use bitflags::bitflags;
use serde::{Deserialize, Serialize};

use crate::types::{INVALID_DEVICE_ID, LOCAL_NETWORK_ID};

/// Kind of audio endpoint
#[derive(Debug, Clone, Copy, PartialEq, Eq, Hash, Serialize, Deserialize)]
pub enum DeviceType {
    None,
    Invalid,
    Earpiece,
    Speaker,
    WiredHeadset,
    WiredHeadphones,
    BluetoothSco,
    BluetoothA2dp,
    Mic,
    Wakeup,
    UsbHeadset,
    UsbArmHeadset,
    FileSink,
    FileSource,
    ExternCable,
    Default,
}

impl DeviceType {
    /// Parse the `DEVICE_TYPE_*` spelling used by the policy configuration
    pub fn from_config_name(name: &str) -> Option<Self> {
        let device_type = match name.trim() {
            "DEVICE_TYPE_NONE" => Self::None,
            "DEVICE_TYPE_INVALID" => Self::Invalid,
            "DEVICE_TYPE_EARPIECE" => Self::Earpiece,
            "DEVICE_TYPE_SPEAKER" => Self::Speaker,
            "DEVICE_TYPE_WIRED_HEADSET" => Self::WiredHeadset,
            "DEVICE_TYPE_WIRED_HEADPHONES" => Self::WiredHeadphones,
            "DEVICE_TYPE_BLUETOOTH_SCO" => Self::BluetoothSco,
            "DEVICE_TYPE_BLUETOOTH_A2DP" => Self::BluetoothA2dp,
            "DEVICE_TYPE_MIC" => Self::Mic,
            "DEVICE_TYPE_WAKEUP" => Self::Wakeup,
            "DEVICE_TYPE_USB_HEADSET" => Self::UsbHeadset,
            "DEVICE_TYPE_USB_ARM_HEADSET" => Self::UsbArmHeadset,
            "DEVICE_TYPE_FILE_SINK" => Self::FileSink,
            "DEVICE_TYPE_FILE_SOURCE" => Self::FileSource,
            "DEVICE_TYPE_EXTERN_CABLE" => Self::ExternCable,
            "DEVICE_TYPE_DEFAULT" => Self::Default,
            _ => return None,
        };
        Some(device_type)
    }

    /// Bluetooth devices are only identified once the mac address is known
    pub fn is_bluetooth(self) -> bool {
        matches!(self, Self::BluetoothSco | Self::BluetoothA2dp)
    }
}

/// Direction of an endpoint
#[derive(Debug, Clone, Copy, PartialEq, Eq, Hash, Serialize, Deserialize)]
pub enum DeviceRole {
    None,
    Input,
    Output,
}

impl DeviceRole {
    pub fn opposite(self) -> Self {
        match self {
            Self::Input => Self::Output,
            Self::Output => Self::Input,
            Self::None => Self::None,
        }
    }

    pub fn as_flags(self) -> DeviceRoleFlags {
        match self {
            Self::Input => DeviceRoleFlags::INPUT,
            Self::Output => DeviceRoleFlags::OUTPUT,
            Self::None => DeviceRoleFlags::empty(),
        }
    }
}

bitflags! {
    /// Roles a privacy table row applies to
    #[derive(Debug, Clone, Copy, PartialEq, Eq, Hash, Default, Serialize, Deserialize)]
    pub struct DeviceRoleFlags: u32 {
        const INPUT = 1 << 0;
        const OUTPUT = 1 << 1;
    }
}

bitflags! {
    /// Purposes a device type is approved for
    #[derive(Debug, Clone, Copy, PartialEq, Eq, Hash, Default, Serialize, Deserialize)]
    pub struct DeviceUsage: u32 {
        const MEDIA = 1 << 0;
        const VOICE = 1 << 1;
        const RECOGNITION = 1 << 2;
        const ALL_USAGE = Self::MEDIA.bits() | Self::VOICE.bits() | Self::RECOGNITION.bits();
    }
}

bitflags! {
    /// Accessory class reported by the Bluetooth stack. Empty is the default category.
    #[derive(Debug, Clone, Copy, PartialEq, Eq, Hash, Default, Serialize, Deserialize)]
    pub struct DeviceCategory: u32 {
        const BT_HEADPHONE = 1 << 0;
        const BT_SOUNDBOX = 1 << 1;
        const BT_CAR = 1 << 2;
        const BT_GLASSES = 1 << 3;
        const BT_WATCH = 1 << 4;
        const BT_HEARAID = 1 << 5;
        const BT_UNWEAR_HEADPHONE = 1 << 6;
    }
}

impl DeviceCategory {
    pub const CATEGORY_DEFAULT: Self = Self::empty();

    /// Parse a single category name as written in the policy configuration
    pub fn from_config_name(name: &str) -> Option<Self> {
        match name.trim() {
            "CATEGORY_DEFAULT" => Some(Self::CATEGORY_DEFAULT),
            other => Self::from_name(other),
        }
    }
}

bitflags! {
    /// Usage filter accepted by `get_available_devices_by_usage`
    #[derive(Debug, Clone, Copy, PartialEq, Eq, Hash, Default, Serialize, Deserialize)]
    pub struct AudioDeviceUsage: u32 {
        const MEDIA_OUTPUT_DEVICES = 1 << 0;
        const MEDIA_INPUT_DEVICES = 1 << 1;
        const ALL_MEDIA_DEVICES = Self::MEDIA_OUTPUT_DEVICES.bits() | Self::MEDIA_INPUT_DEVICES.bits();
        const CALL_OUTPUT_DEVICES = 1 << 2;
        const CALL_INPUT_DEVICES = 1 << 3;
        const ALL_CALL_DEVICES = Self::CALL_OUTPUT_DEVICES.bits() | Self::CALL_INPUT_DEVICES.bits();
        const D_ALL_DEVICES = Self::ALL_MEDIA_DEVICES.bits() | Self::ALL_CALL_DEVICES.bits();
    }
}

/// Privacy list a table row belongs to
#[derive(Debug, Clone, Copy, PartialEq, Eq, Hash, Serialize, Deserialize)]
pub enum PrivacyType {
    Privacy,
    Public,
}

/// Connection state reported alongside a descriptor
#[derive(Debug, Clone, Copy, PartialEq, Eq, Default, Serialize, Deserialize)]
pub enum ConnectState {
    #[default]
    Connected,
    SuspendConnected,
    VirtualConnected,
    DeactiveConnected,
}

/// What a render stream is used for
#[derive(Debug, Clone, Copy, PartialEq, Eq, Hash, Serialize, Deserialize)]
pub enum StreamUsage {
    Unknown,
    /// Also reported as media by older clients
    Music,
    VoiceCommunication,
    VoiceAssistant,
    Alarm,
    VoiceMessage,
    NotificationRingtone,
    Ringtone,
    Notification,
    Accessibility,
    System,
    Movie,
    Game,
    Audiobook,
    Navigation,
    Dtmf,
    EnforcedTone,
    Ultrasonic,
    Ranging,
    VoiceModemCommunication,
}

/// What a capture stream records
#[derive(Debug, Clone, Copy, PartialEq, Eq, Hash, Serialize, Deserialize)]
pub enum SourceType {
    Invalid,
    Mic,
    VoiceRecognition,
    PlaybackCapture,
    Wakeup,
    VoiceCommunication,
    Ultrasonic,
    VirtualCapture,
}

/// Current audio scene of the policy server
#[derive(Debug, Clone, Copy, PartialEq, Eq, Default, Serialize, Deserialize)]
pub enum AudioScene {
    #[default]
    Default,
    Ringing,
    PhoneCall,
    PhoneChat,
}

/// Stream capabilities advertised by an endpoint
#[derive(Debug, Clone, Default, PartialEq, Eq, Serialize, Deserialize)]
pub struct AudioStreamInfo {
    pub supported_sample_rates: Vec<u32>,
    pub supported_channels: Vec<u16>,
}

/// One physical or virtual audio endpoint
#[derive(Debug, Clone, PartialEq, Eq, Serialize, Deserialize)]
pub struct AudioDeviceDescriptor {
    pub device_type: DeviceType,
    pub device_role: DeviceRole,
    pub device_id: i32,
    pub device_name: String,
    pub display_name: String,
    pub mac_address: String,
    pub network_id: String,
    pub device_category: DeviceCategory,
    pub connect_state: ConnectState,
    /// Monotonic milliseconds; zero means not yet stamped
    pub connect_time_stamp: i64,
    pub is_enable: bool,
    pub interrupt_group_id: i32,
    pub volume_group_id: i32,
    pub channel_masks: i32,
    pub stream_info: AudioStreamInfo,
}

impl Default for AudioDeviceDescriptor {
    fn default() -> Self {
        Self::new(DeviceType::None, DeviceRole::None)
    }
}

impl AudioDeviceDescriptor {
    /// Create a local descriptor with empty addressing
    pub fn new(device_type: DeviceType, device_role: DeviceRole) -> Self {
        Self {
            device_type,
            device_role,
            device_id: INVALID_DEVICE_ID,
            device_name: String::new(),
            display_name: String::new(),
            mac_address: String::new(),
            network_id: LOCAL_NETWORK_ID.to_string(),
            device_category: DeviceCategory::CATEGORY_DEFAULT,
            connect_state: ConnectState::Connected,
            connect_time_stamp: 0,
            is_enable: true,
            interrupt_group_id: 0,
            volume_group_id: 0,
            channel_masks: 0,
            stream_info: AudioStreamInfo::default(),
        }
    }

    pub fn with_mac_address(mut self, mac_address: impl Into<String>) -> Self {
        self.mac_address = mac_address.into();
        self
    }

    pub fn with_network_id(mut self, network_id: impl Into<String>) -> Self {
        self.network_id = network_id.into();
        self
    }

    pub fn with_category(mut self, category: DeviceCategory) -> Self {
        self.device_category = category;
        self
    }

    pub fn with_connect_time_stamp(mut self, stamp: i64) -> Self {
        self.connect_time_stamp = stamp;
        self
    }

    pub fn with_device_name(mut self, name: impl Into<String>) -> Self {
        self.device_name = name.into();
        self
    }

    /// The "no device available" sentinel
    pub fn is_none(&self) -> bool {
        self.device_type == DeviceType::None
    }

    pub fn is_remote(&self) -> bool {
        self.network_id != LOCAL_NETWORK_ID
    }

    /// Same endpoint as `other`: type, network and role, plus mac for Bluetooth
    pub fn is_same_device(&self, other: &AudioDeviceDescriptor) -> bool {
        self.device_type == other.device_type
            && self.network_id == other.network_id
            && self.device_role == other.device_role
            && (!self.device_type.is_bluetooth() || self.mac_address == other.mac_address)
    }

    /// Disconnect matching ignores role so both halves of an accessory go together
    pub fn matches_for_removal(&self, other: &AudioDeviceDescriptor) -> bool {
        self.device_type == other.device_type
            && self.network_id == other.network_id
            && (!self.device_type.is_bluetooth() || self.mac_address == other.mac_address)
    }

    /// Whether `other` is the opposite-role half of the same accessory
    pub fn pairs_with(&self, other: &AudioDeviceDescriptor) -> bool {
        if self.device_role == DeviceRole::None || other.device_role != self.device_role.opposite() {
            return false;
        }
        if self.network_id != other.network_id || self.device_type != other.device_type {
            return false;
        }
        if !self.mac_address.is_empty() || !other.mac_address.is_empty() {
            return self.mac_address == other.mac_address;
        }
        true
    }

    /// Key used to deduplicate availability query results
    pub fn dedup_key(&self) -> (DeviceType, String, DeviceRole, String) {
        (
            self.device_type,
            self.network_id.clone(),
            self.device_role,
            self.mac_address.clone(),
        )
    }

    /// Overwrite this descriptor with a reconnect report. A zero stamp keeps the old one.
    pub fn update_from(&mut self, other: &AudioDeviceDescriptor) {
        let stamp = if other.connect_time_stamp == 0 {
            self.connect_time_stamp
        } else {
            other.connect_time_stamp
        };
        *self = other.clone();
        self.connect_time_stamp = stamp;
    }
}

#[cfg(test)]
mod tests {
    use super::*;

    #[test]
    fn test_default_descriptor_is_none() {
        let desc = AudioDeviceDescriptor::default();
        assert!(desc.is_none());
        assert!(!desc.is_remote());
        assert_eq!(desc.device_category, DeviceCategory::CATEGORY_DEFAULT);
    }

    #[test]
    fn test_bluetooth_identity_requires_mac() {
        let a = AudioDeviceDescriptor::new(DeviceType::BluetoothA2dp, DeviceRole::Output)
            .with_mac_address("AA:BB");
        let b = AudioDeviceDescriptor::new(DeviceType::BluetoothA2dp, DeviceRole::Output)
            .with_mac_address("CC:DD");
        assert!(!a.is_same_device(&b));
        assert!(a.is_same_device(&a.clone()));

        // Wired devices ignore the mac
        let c = AudioDeviceDescriptor::new(DeviceType::WiredHeadset, DeviceRole::Output)
            .with_mac_address("x");
        let d = AudioDeviceDescriptor::new(DeviceType::WiredHeadset, DeviceRole::Output);
        assert!(c.is_same_device(&d));
    }

    #[test]
    fn test_pairing_rule() {
        let out = AudioDeviceDescriptor::new(DeviceType::BluetoothSco, DeviceRole::Output)
            .with_mac_address("AA");
        let input = AudioDeviceDescriptor::new(DeviceType::BluetoothSco, DeviceRole::Input)
            .with_mac_address("AA");
        let other = AudioDeviceDescriptor::new(DeviceType::BluetoothSco, DeviceRole::Input)
            .with_mac_address("BB");
        assert!(out.pairs_with(&input));
        assert!(input.pairs_with(&out));
        assert!(!out.pairs_with(&other));
        assert!(!out.pairs_with(&out.clone()));

        let remote_in = input.clone().with_network_id("remote-1");
        assert!(!out.pairs_with(&remote_in));
    }

    #[test]
    fn test_update_keeps_stamp_when_unset() {
        let mut stored = AudioDeviceDescriptor::new(DeviceType::Speaker, DeviceRole::Output)
            .with_connect_time_stamp(42);
        let report = AudioDeviceDescriptor::new(DeviceType::Speaker, DeviceRole::Output)
            .with_device_name("Speaker");
        stored.update_from(&report);
        assert_eq!(stored.connect_time_stamp, 42);
        assert_eq!(stored.device_name, "Speaker");
    }

    #[test]
    fn test_category_names() {
        assert_eq!(
            DeviceCategory::from_config_name("BT_CAR"),
            Some(DeviceCategory::BT_CAR)
        );
        assert_eq!(
            DeviceCategory::from_config_name("CATEGORY_DEFAULT"),
            Some(DeviceCategory::CATEGORY_DEFAULT)
        );
        assert_eq!(DeviceCategory::from_config_name("BT_TOASTER"), None);
        assert!(AudioDeviceUsage::ALL_CALL_DEVICES.contains(AudioDeviceUsage::CALL_INPUT_DEVICES));
    }
}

* * *

*Task details*
Reproduce precisely, and with no line left out, each line from the top of the entries through the line that carries "pub enum DeviceRole".

*Expected answer*
use bitflags::bitflags;
use serde::{Deserialize, Serialize};

use crate::types::{INVALID_DEVICE_ID, LOCAL_NETWORK_ID};

/// Kind of audio endpoint
#[derive(Debug, Clone, Copy, PartialEq, Eq, Hash, Serialize, Deserialize)]
pub enum DeviceType {
    None,
    Invalid,
    Earpiece,
    Speaker,
    WiredHeadset,
    WiredHeadphones,
    BluetoothSco,
    BluetoothA2dp,
    Mic,
    Wakeup,
    UsbHeadset,
    UsbArmHeadset,
    FileSink,
    FileSource,
    ExternCable,
    Default,
}

impl DeviceType {
    /// Parse the `DEVICE_TYPE_*` spelling used by the policy configuration
    pub fn from_config_name(name: &str) -> Option<Self> {
        let device_type = match name.trim() {
            "DEVICE_TYPE_NONE" => Self::None,
            "DEVICE_TYPE_INVALID" => Self::Invalid,
            "DEVICE_TYPE_EARPIECE" => Self::Earpiece,
            "DEVICE_TYPE_SPEAKER" => Self::Speaker,
            "DEVICE_TYPE_WIRED_HEADSET" => Self::WiredHeadset,
            "DEVICE_TYPE_WIRED_HEADPHONES" => Self::WiredHeadphones,
            "DEVICE_TYPE_BLUETOOTH_SCO" => Self::BluetoothSco,
            "DEVICE_TYPE_BLUETOOTH_A2DP" => Self::BluetoothA2dp,
            "DEVICE_TYPE_MIC" => Self::Mic,
            "DEVICE_TYPE_WAKEUP" => Self::Wakeup,
            "DEVICE_TYPE_USB_HEADSET" => Self::UsbHeadset,
            "DEVICE_TYPE_USB_ARM_HEADSET" => Self::UsbArmHeadset,
            "DEVICE_TYPE_FILE_SINK" => Self::FileSink,
            "DEVICE_TYPE_FILE_SOURCE" => Self::FileSource,
            "DEVICE_TYPE_EXTERN_CABLE" => Self::ExternCable,
            "DEVICE_TYPE_DEFAULT" => Self::Default,
            _ => return None,
        };
        Some(device_type)
    }

    /// Bluetooth devices are only identified once the mac address is known
    pub fn is_bluetooth(self) -> bool {
        matches!(self, Self::BluetoothSco | Self::BluetoothA2dp)
    }
}

/// Direction of an endpoint
#[derive(Debug, Clone, Copy, PartialEq, Eq, Hash, Serialize, Deserialize)]
pub enum DeviceRole {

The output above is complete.